Sondan başlayayım, ilk soruya doğru gideyim: Herhangi bir çalışma programım, “Hadi oturayım da bir şey yazayım…” diye bir planlı hareketim yok. Ne zaman içimden gelirse, ne zaman canım isterse o zaman yazıyorum. Program sorusunun cevabı bu.

Diğer soruda zaten cevabı kendin vermişsin; izlenimlerin doğru. Kurgu yapmayı sevmediğimden veya bilmediğimden, romandaki hiçbir şeyi tasarlamıyor, önceden hesaplamıyor, “Şöyle başlayıp şöyle bitiririm, sonra da araları doldururum, olur biter.” demiyorum. Canım yazmak istediği zaman oturuyorum klavyenin başına, yazmaya başlıyorum. İşte sanki yazmıyor da seyrediyor gibiyim o an, kim ne zaman isterse o zaman sahneye çıkıyor, kim ne söylemek isterse onu söylüyor; ben sadece kâğıda döküyorum. Yazdığım hiçbir şeyin sonunu bilmemek, bırak sonunu bilmeyi, bir sayfa sonra dahi ne yazacağımı bilmemek büyülüyor beni. İşi çok eğlenceli hâle getiren de bu zaten. Ben, yazdığım şeyin sonunda ne olacağını çok merak etmeyi ve sonunda her ne olmuşsa okurla beraber öğrenmeyi çok sevdiğim için çok severek yazıyorum.

Büyülü gerçekçilik ya da fantastik edebiyat, kendi dinamikleri olan zor bir tür ve bu tür içerisinde başarılı örnekler vermek pek kolay olmuyor.

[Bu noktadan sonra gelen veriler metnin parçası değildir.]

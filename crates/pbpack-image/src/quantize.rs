//! Palette discovery, bit-depth selection and pixel re-encoding.

use crate::palette::{reduction_fn, BitDepth, PaletteFamily, ReductionMethod, Rgba};
use crate::ImageError;
use std::collections::HashMap;
use tracing::debug;

/// Decoded source image, one [`Rgba`] per pixel in row-major order.
#[derive(Debug, Clone, PartialEq, Eq)]
pub struct RgbaRaster {
    pub width: u32,
    pub height: u32,
    pub pixels: Vec<Rgba>,
}

impl RgbaRaster {
    pub fn new(width: u32, height: u32, pixels: Vec<Rgba>) -> Result<Self, ImageError> {
        if pixels.len() as u64 != u64::from(width) * u64::from(height) {
            return Err(ImageError::RasterSize {
                width,
                height,
                actual: pixels.len(),
            });
        }
        Ok(Self {
            width,
            height,
            pixels,
        })
    }

    /// Build from packed 8-bit RGBA bytes.
    pub fn from_rgba8(width: u32, height: u32, data: &[u8]) -> Result<Self, ImageError> {
        let pixels = data
            .chunks_exact(4)
            .map(|px| Rgba::new(px[0], px[1], px[2], px[3]))
            .collect();
        Self::new(width, height, pixels)
    }

    pub fn filled(width: u32, height: u32, color: Rgba) -> Self {
        Self {
            width,
            height,
            pixels: vec![color; width as usize * height as usize],
        }
    }
}

#[derive(Debug, Clone, Copy, PartialEq, Eq, Default)]
pub struct ConvertOptions {
    pub palette: PaletteFamily,
    pub method: ReductionMethod,
    /// Minimum output depth. Rejected if below what the image needs.
    pub bit_depth: Option<BitDepth>,
}

/// Result of the palette discovery pass.
#[derive(Debug, Clone, PartialEq, Eq)]
pub struct PaletteAnalysis {
    /// Distinct reduced colors in first-seen order.
    pub colors: Vec<Rgba>,
    pub is_grey: bool,
    pub has_alpha: bool,
    pub bit_depth: BitDepth,
}

impl PaletteAnalysis {
    pub fn contains(&self, color: Rgba) -> bool {
        self.colors.contains(&color)
    }
}

/// Output palette. Alpha is only carried when some pixel is not opaque.
#[derive(Debug, Clone, PartialEq, Eq)]
pub enum Palette {
    Rgb(Vec<[u8; 3]>),
    Rgba(Vec<[u8; 4]>),
}

impl Palette {
    pub fn len(&self) -> usize {
        match self {
            Self::Rgb(entries) => entries.len(),
            Self::Rgba(entries) => entries.len(),
        }
    }

    pub fn is_empty(&self) -> bool {
        self.len() == 0
    }
}

#[derive(Debug, Clone, PartialEq, Eq)]
pub struct QuantizedImage {
    pub width: u32,
    pub height: u32,
    pub bit_depth: BitDepth,
    pub greyscale: bool,
    /// Grey level standing in for fully transparent pixels.
    pub transparent: Option<u8>,
    /// Present iff `greyscale` is false.
    pub palette: Option<Palette>,
    /// One palette index or grey level per pixel.
    pub pixels: Vec<u8>,
}

/// Collect the reduced palette of `raster` and pick its bit depth.
///
/// An image stays greyscale only while every reduced color is an opaque
/// grey or fully transparent black, and only if the grey shades present do
/// not need more bits than indexing the palette would.
pub fn analyze(
    raster: &RgbaRaster,
    family: PaletteFamily,
    method: ReductionMethod,
) -> PaletteAnalysis {
    let reduce = reduction_fn(family, method);

    let mut colors: Vec<Rgba> = Vec::new();
    let mut is_grey = true;
    let mut has_alpha = false;
    for px in &raster.pixels {
        let px = reduce(*px);
        if colors.contains(&px) {
            continue;
        }
        colors.push(px);
        if px.a != 255 {
            has_alpha = true;
        }
        if is_grey && !(px.is_opaque_grey() || px == Rgba::TRANSPARENT) {
            is_grey = false;
        }
    }

    let mut bit_depth = BitDepth::for_colors(colors.len());
    if is_grey {
        let midtones = colors.contains(&Rgba::grey(85)) || colors.contains(&Rgba::grey(170));
        let grey_depth = match (midtones, colors.len()) {
            (true, n) if n >= 5 => BitDepth::Four,
            (true, _) => BitDepth::Two,
            (false, n) if n >= 3 => BitDepth::Two,
            (false, _) => BitDepth::One,
        };
        if grey_depth > bit_depth {
            is_grey = false;
        } else {
            bit_depth = grey_depth;
        }
    }

    PaletteAnalysis {
        colors,
        is_grey,
        has_alpha,
        bit_depth,
    }
}

/// Grey level reserved for transparent pixels.
///
/// At 4 bits all four device greys may be in use, so the otherwise unused
/// level `0xC` is taken. Below that the first of black, white, dark grey and
/// light grey that no opaque pixel uses is chosen.
fn transparent_grey(analysis: &PaletteAnalysis, depth: BitDepth) -> Result<u8, ImageError> {
    if depth == BitDepth::Four {
        return Ok(0xC);
    }
    [0u8, 255, 85, 170]
        .into_iter()
        .find(|lum| !analysis.contains(Rgba::grey(*lum)))
        .map(|lum| depth.scale(lum))
        .ok_or(ImageError::NoTransparentLevel(depth.bits()))
}

/// Reduce `raster` to the device palette and encode every pixel as a
/// palette index or grey level.
pub fn quantize(
    raster: &RgbaRaster,
    options: &ConvertOptions,
) -> Result<QuantizedImage, ImageError> {
    let analysis = analyze(raster, options.palette, options.method);
    let mut greyscale = analysis.is_grey;
    let mut bit_depth = analysis.bit_depth;

    if let Some(forced) = options.bit_depth {
        if bit_depth > forced {
            return Err(ImageError::ForcedDepthTooLow {
                forced: forced.bits(),
                required: bit_depth.bits(),
            });
        }
        // Greyscale output is only kept at exactly the depth it asked for.
        if bit_depth != forced {
            greyscale = false;
        }
        bit_depth = forced;
    }

    let transparent = if greyscale && analysis.has_alpha {
        Some(transparent_grey(&analysis, bit_depth)?)
    } else {
        None
    };

    let reduce = reduction_fn(options.palette, options.method);
    let pixels: Vec<u8> = if greyscale {
        raster
            .pixels
            .iter()
            .map(|px| {
                let px = reduce(*px);
                match transparent {
                    Some(level) if px.a == 0 => level,
                    _ => bit_depth.scale(px.r),
                }
            })
            .collect()
    } else {
        // Without alpha every reduced pixel is opaque, so the RGB triplet
        // and the full quadruplet select the same entry.
        let lookup: HashMap<Rgba, u8> = analysis
            .colors
            .iter()
            .enumerate()
            .map(|(i, c)| (*c, i as u8))
            .collect();
        raster
            .pixels
            .iter()
            .map(|px| lookup.get(&reduce(*px)).copied().unwrap_or_default())
            .collect()
    };

    let palette = if greyscale {
        None
    } else if analysis.has_alpha {
        Some(Palette::Rgba(
            analysis
                .colors
                .iter()
                .map(|c| [c.r, c.g, c.b, c.a])
                .collect(),
        ))
    } else {
        Some(Palette::Rgb(analysis.colors.iter().map(|c| c.rgb()).collect()))
    };

    debug!(
        "quantized {}x{} image to {} colours at {} bits ({})",
        raster.width,
        raster.height,
        analysis.colors.len(),
        bit_depth,
        if greyscale { "greyscale" } else { "palettized" }
    );

    Ok(QuantizedImage {
        width: raster.width,
        height: raster.height,
        bit_depth,
        greyscale,
        transparent,
        palette,
        pixels,
    })
}

#[cfg(test)]
mod tests {
    use super::*;

    const BLACK: Rgba = Rgba::grey(0);
    const WHITE: Rgba = Rgba::grey(255);

    fn raster(pixels: &[Rgba]) -> RgbaRaster {
        RgbaRaster::new(pixels.len() as u32, 1, pixels.to_vec()).unwrap()
    }

    fn opts(palette: PaletteFamily) -> ConvertOptions {
        ConvertOptions {
            palette,
            ..ConvertOptions::default()
        }
    }

    #[test]
    fn single_opaque_color_is_one_bit() {
        let img = RgbaRaster::filled(4, 4, Rgba::new(200, 30, 90, 255));
        let analysis = analyze(&img, PaletteFamily::Pebble64, ReductionMethod::Nearest);
        assert_eq!(analysis.colors, [Rgba::new(170, 0, 85, 255)]);
        assert_eq!(analysis.bit_depth, BitDepth::One);
        assert!(!analysis.is_grey);
        assert!(!analysis.has_alpha);

        let out = quantize(&img, &opts(PaletteFamily::Pebble64)).unwrap();
        assert_eq!(out.bit_depth, BitDepth::One);
        assert_eq!(out.palette, Some(Palette::Rgb(vec![[170, 0, 85]])));
        assert!(out.pixels.iter().all(|p| *p == 0));
    }

    #[test]
    fn palette_keeps_first_seen_order() {
        let red = Rgba::new(255, 0, 0, 255);
        let blue = Rgba::new(0, 0, 255, 255);
        let img = raster(&[blue, red, blue, BLACK, red]);
        let out = quantize(&img, &opts(PaletteFamily::Pebble64)).unwrap();
        assert_eq!(
            out.palette,
            Some(Palette::Rgb(vec![[0, 0, 255], [255, 0, 0], [0, 0, 0]]))
        );
        assert_eq!(out.pixels, [0, 1, 0, 2, 1]);
        assert_eq!(out.bit_depth, BitDepth::Two);
    }

    #[test]
    fn black_white_transparent_is_two_bit_greyscale() {
        let img = raster(&[BLACK, WHITE, Rgba::TRANSPARENT, WHITE]);
        let out = quantize(&img, &opts(PaletteFamily::Pebble64)).unwrap();
        assert!(out.greyscale);
        assert_eq!(out.bit_depth, BitDepth::Two);
        assert!(out.palette.is_none());
        // Black and white are taken, so dark grey (85 >> 6) marks transparency.
        assert_eq!(out.transparent, Some(1));
        assert_eq!(out.pixels, [0, 3, 1, 3]);
    }

    #[test]
    fn white_and_transparent_uses_black_as_sentinel() {
        let img = raster(&[WHITE, Rgba::TRANSPARENT]);
        let out = quantize(&img, &opts(PaletteFamily::Pebble2)).unwrap();
        assert!(out.greyscale);
        assert_eq!(out.bit_depth, BitDepth::One);
        assert_eq!(out.transparent, Some(0));
        assert_eq!(out.pixels, [1, 0]);
    }

    #[test]
    fn black_and_white_without_alpha_is_one_bit() {
        let img = raster(&[BLACK, WHITE, WHITE]);
        let out = quantize(&img, &opts(PaletteFamily::Pebble2)).unwrap();
        assert!(out.greyscale);
        assert_eq!(out.bit_depth, BitDepth::One);
        assert_eq!(out.transparent, None);
        assert_eq!(out.pixels, [0, 1, 1]);
    }

    #[test]
    fn all_greys_with_transparency_use_fixed_sentinel() {
        let img = raster(&[
            BLACK,
            Rgba::grey(85),
            Rgba::grey(170),
            WHITE,
            Rgba::TRANSPARENT,
        ]);
        let out = quantize(&img, &opts(PaletteFamily::Pebble64)).unwrap();
        assert!(out.greyscale);
        assert_eq!(out.bit_depth, BitDepth::Four);
        assert_eq!(out.transparent, Some(0xC));
        assert_eq!(out.pixels, [0, 5, 10, 15, 0xC]);
    }

    #[test]
    fn midtones_require_two_bits() {
        let img = raster(&[Rgba::grey(85), WHITE]);
        let analysis = analyze(&img, PaletteFamily::Pebble64, ReductionMethod::Nearest);
        // Two colors index in one bit, but dark grey needs two: palettize.
        assert!(!analysis.is_grey);
        assert_eq!(analysis.bit_depth, BitDepth::One);

        let out = quantize(&img, &opts(PaletteFamily::Pebble64)).unwrap();
        assert!(!out.greyscale);
        assert_eq!(out.palette, Some(Palette::Rgb(vec![[85, 85, 85], [255, 255, 255]])));
    }

    #[test]
    fn four_greys_without_alpha_stay_greyscale() {
        let img = raster(&[BLACK, Rgba::grey(85), Rgba::grey(170), WHITE]);
        let out = quantize(&img, &opts(PaletteFamily::Pebble64)).unwrap();
        assert!(out.greyscale);
        assert_eq!(out.bit_depth, BitDepth::Two);
        assert_eq!(out.pixels, [0, 1, 2, 3]);
    }

    #[test]
    fn partial_alpha_disables_greyscale_and_keeps_alpha_palette() {
        let img = raster(&[WHITE, Rgba::new(255, 255, 255, 170), Rgba::new(1, 2, 3, 0)]);
        let out = quantize(&img, &opts(PaletteFamily::Pebble64)).unwrap();
        assert!(!out.greyscale);
        assert_eq!(
            out.palette,
            Some(Palette::Rgba(vec![
                [255, 255, 255, 255],
                [255, 255, 255, 170],
                [0, 0, 0, 0],
            ]))
        );
        assert_eq!(out.pixels, [0, 1, 2]);
        assert_eq!(out.bit_depth, BitDepth::Two);
    }

    #[test]
    fn forced_depth_below_minimum_is_rejected() {
        let mut colors: Vec<Rgba> = (0..4u8).map(|i| Rgba::new(i * 85, 0, 0, 255)).collect();
        colors.push(Rgba::new(0, 85, 0, 255));
        let img = raster(&colors);
        let options = ConvertOptions {
            bit_depth: Some(BitDepth::Two),
            ..ConvertOptions::default()
        };
        match quantize(&img, &options) {
            Err(ImageError::ForcedDepthTooLow { forced, required }) => {
                assert_eq!(forced, 2);
                assert_eq!(required, 4);
            }
            other => panic!("expected ForcedDepthTooLow, got {other:?}"),
        }
    }

    #[test]
    fn forcing_a_larger_depth_disables_greyscale() {
        let img = raster(&[BLACK, WHITE, Rgba::TRANSPARENT]);
        let options = ConvertOptions {
            bit_depth: Some(BitDepth::Eight),
            ..ConvertOptions::default()
        };
        let out = quantize(&img, &options).unwrap();
        assert!(!out.greyscale);
        assert_eq!(out.bit_depth, BitDepth::Eight);
        assert_eq!(out.transparent, None);
        assert_eq!(
            out.palette,
            Some(Palette::Rgba(vec![
                [0, 0, 0, 255],
                [255, 255, 255, 255],
                [0, 0, 0, 0],
            ]))
        );
    }

    #[test]
    fn forcing_the_derived_depth_keeps_greyscale() {
        let img = raster(&[BLACK, WHITE, Rgba::TRANSPARENT]);
        let options = ConvertOptions {
            bit_depth: Some(BitDepth::Two),
            ..ConvertOptions::default()
        };
        let out = quantize(&img, &options).unwrap();
        assert!(out.greyscale);
        assert_eq!(out.bit_depth, BitDepth::Two);
    }

    #[test]
    fn pebble2_truncate_transparent_white_is_not_grey() {
        let img = raster(&[WHITE, Rgba::new(255, 255, 255, 10)]);
        let options = ConvertOptions {
            palette: PaletteFamily::Pebble2,
            method: ReductionMethod::Truncate,
            bit_depth: None,
        };
        let out = quantize(&img, &options).unwrap();
        assert!(!out.greyscale);
        assert_eq!(
            out.palette,
            Some(Palette::Rgba(vec![[255, 255, 255, 255], [255, 255, 255, 0]]))
        );
    }

    #[test]
    fn quantize_is_idempotent() {
        let img = raster(&[BLACK, Rgba::new(12, 200, 99, 255), Rgba::TRANSPARENT]);
        let a = quantize(&img, &opts(PaletteFamily::Pebble64)).unwrap();
        let b = quantize(&img, &opts(PaletteFamily::Pebble64)).unwrap();
        assert_eq!(a, b);
    }

    #[test]
    fn raster_size_is_checked() {
        assert!(RgbaRaster::new(2, 2, vec![BLACK; 3]).is_err());
        let ok = RgbaRaster::from_rgba8(1, 2, &[0, 0, 0, 255, 255, 255, 255, 255]).unwrap();
        assert_eq!(ok.pixels, [BLACK, WHITE]);
    }
}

Bu tür üzerinde çalışırken gerçekle hayal arasındaki o muhteşem geçişleri yapmanın kolay bir yolu var mı?

“Muhteşem geçişler” diyerek büyük iltifat etmişsin, teşekkür ederim.

Bildiğim kadarıyla bende beni özel yapan bir şey yok. İçimden gelen şeyi, daha kanlı canlı ifade edecek olursam, yazarken gördüğümü yazıyorum; geçiş desenleri kendi keyiflerine göre oluşuyor.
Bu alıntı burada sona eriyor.